Opt for Dairy Products That Have Naturally Lower Levels of Lactose

Dairy products, such as hard cheese, kefir, butter, yogurt, sherbet and sour cream are naturally lower in lactose. So, try to snack on these options instead of items with high lactose content.

Avoid High-Lactose Foods

With the prior mentioned, it’s highly recommended to avoid foods that naturally contain higher levels of lactose, such as:

  • Milk and heavy cream
  • Condensed and evaporated milk
  • Ice cream
  • Cottage cheese and ricotta cheese
  • Cheese spreads

Read Food Labels

The most important thing you can do when living with lactose intolerance is read the food labels. Lactose is often added into products that would otherwise be lactose-free, including bread, cereals, lunch meats, salad dressing, cake and cookie mixes and coffee creamers. Even dried vegetables may have lactose added. So, keep an eye out for ‘lactose’ on those labels.

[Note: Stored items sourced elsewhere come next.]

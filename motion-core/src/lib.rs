//! # Motion Core
//!
//! 落地页动效编排的核心库。
//!
//! ## 架构概述
//!
//! `motion-core` 是纯逻辑核心，不依赖渲染引擎。表现层通过 trait 注入能力
//! （环境、元素、文档节点、滚动宿主、文字测量），核心只修改元素的表现属性：
//!
//! ```text
//! Presentation                        Core
//!   │                                   │
//!   │── bind(element, intent, cond) ──►│ TriggerScheduler
//!   │◄──────── BindingHandle ──────────│
//!   │                                   │
//!   │── tick(dt, viewport) ───────────►│ 检查视口条件 / 推进补间
//!   │◄──────── Vec<BindingEvent> ──────│
//!   │                                   │
//!   │── PointerEvent ─────────────────►│ PointerHub → CursorFollow
//!   │◄──────── CursorFrame ────────────│
//! ```
//!
//! ## 核心类型
//!
//! - [`MotionPolicy`]：减少动态效果偏好与设备断点，每次查询都实时读取环境
//! - [`AnimationIntent`]：不可变的属性过渡描述
//! - [`TriggerScheduler`] / [`BindingHandle`]：绑定生命周期
//! - [`CursorFollow`]：跟随指针的标签指示器
//! - [`SmoothScroller`]：命令式平滑滚动
//!
//! ## 使用示例
//!
//! ```ignore
//! use motion_core::{BindOptions, FadeInUp, TriggerScheduler, ViewportCondition, fade_in_up};
//!
//! let scheduler = TriggerScheduler::new(env.clone());
//! let handle = scheduler.bind(
//!     Some(&element),
//!     fade_in_up(env.as_ref(), &FadeInUp::default()),
//!     ViewportCondition::default(),
//!     BindOptions::default(),
//! );
//!
//! // 每帧
//! for event in scheduler.tick(dt, &viewport) {
//!     tracing::debug!(?event);
//! }
//!
//! // 卸载
//! drop(handle);
//! ```
//!
//! ## 模块结构
//!
//! - [`policy`]：运动策略与环境能力
//! - [`timing`]：时长解析、具名时长与缓动预设
//! - [`easing`]：缓动曲线
//! - [`intent`]：动画意图
//! - [`presets`]：组合辅助（fadeInUp / fadeInScale / stagger / parallax）
//! - [`trigger`]：视口触发条件
//! - [`scheduler`]：触发调度器
//! - [`cursor`] / [`pointer`] / [`spring`]：光标跟随
//! - [`scroll`]：平滑滚动
//! - [`config`]：配置
//! - [`sim`]：无头实现

pub mod config;
pub mod cursor;
pub mod easing;
pub mod element;
pub mod error;
pub mod geometry;
pub mod intent;
pub mod pointer;
pub mod policy;
pub mod presets;
pub mod scheduler;
pub mod scroll;
pub mod sim;
pub mod spring;
pub mod timing;
pub mod trigger;
pub mod tween;

// 重导出核心类型
pub use config::MotionConfig;
pub use cursor::{
    CursorConfig, CursorFollow, CursorFollowState, CursorFrame, CursorPhase, DomNode, LabeledNode,
    MountedCursor, NodeKey, TextMeasurer, closest_labeled,
};
pub use easing::EasingFunction;
pub use element::{Element, ElementRef};
pub use error::{ConfigError, ParseError};
pub use geometry::{ElementPosition, Rect, Vec2, Viewport, element_position, is_in_viewport};
pub use intent::{AnimationIntent, Property, PropertyMap};
pub use pointer::{PointerEvent, PointerHub, PointerListener, Subscription};
pub use policy::{Breakpoints, Environment, Headless, MotionPolicy};
pub use presets::{
    AnimationKind, Axis, FadeInScale, FadeInUp, Parallax, ParallaxBinding, ParallaxDirection,
    ParallaxMapping, ResolvedAnimation, StaggerChildren, StaggerTemplate, fade_in_scale,
    fade_in_up, parallax, stagger_children,
};
pub use scheduler::{
    BindOptions, BindingEvent, BindingHandle, BindingId, BindingState, StaggerGroup,
    TriggerScheduler,
};
pub use scroll::{ScrollConfig, ScrollHost, ScrollOptions, ScrollTarget, SmoothScroller};
pub use spring::{Spring, SpringConfig};
pub use timing::{DurationPreset, DurationTable, EasePreset, resolve_duration};
pub use trigger::{EdgeOffset, TriggerPosition, ViewportCondition};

Additionally, you’ll want to search food labels for ingredients that contain lactose, such as butter, cheese, cream, dried milk, milk solids, powdered milk and whey.

Check Your Meds

You’d be surprised at how many medications have lactose added into them as a filler. This is particularly true for medications that come in white tablets. So, make sure you check your medications, especially birth control pills and antacids. If you’re still unsure, speaking with a pharmacist can help.

Use Fruit Juice as a Substitute for Dairy in Recipes

Depending on the recipe, fruit juice can be an excellent lactose-free alternative to dairy products. This is a common baking and cooking hack that works with almost every recipe.

Consume Dairy with Other Products

When you are consuming dairy, make sure to pair it with other foods. For example, instead of eating just cheese, have cheese and crackers. This will help reduce any potential symptoms.

Lactose intolerance is generally harmless and won’t cause you any danger. But it can create some pretty debilitating and uncomfortable symptoms if not managed properly. Fortunately, there are many simple things you can do to effectively manage your lactose intolerance and reduce your symptoms.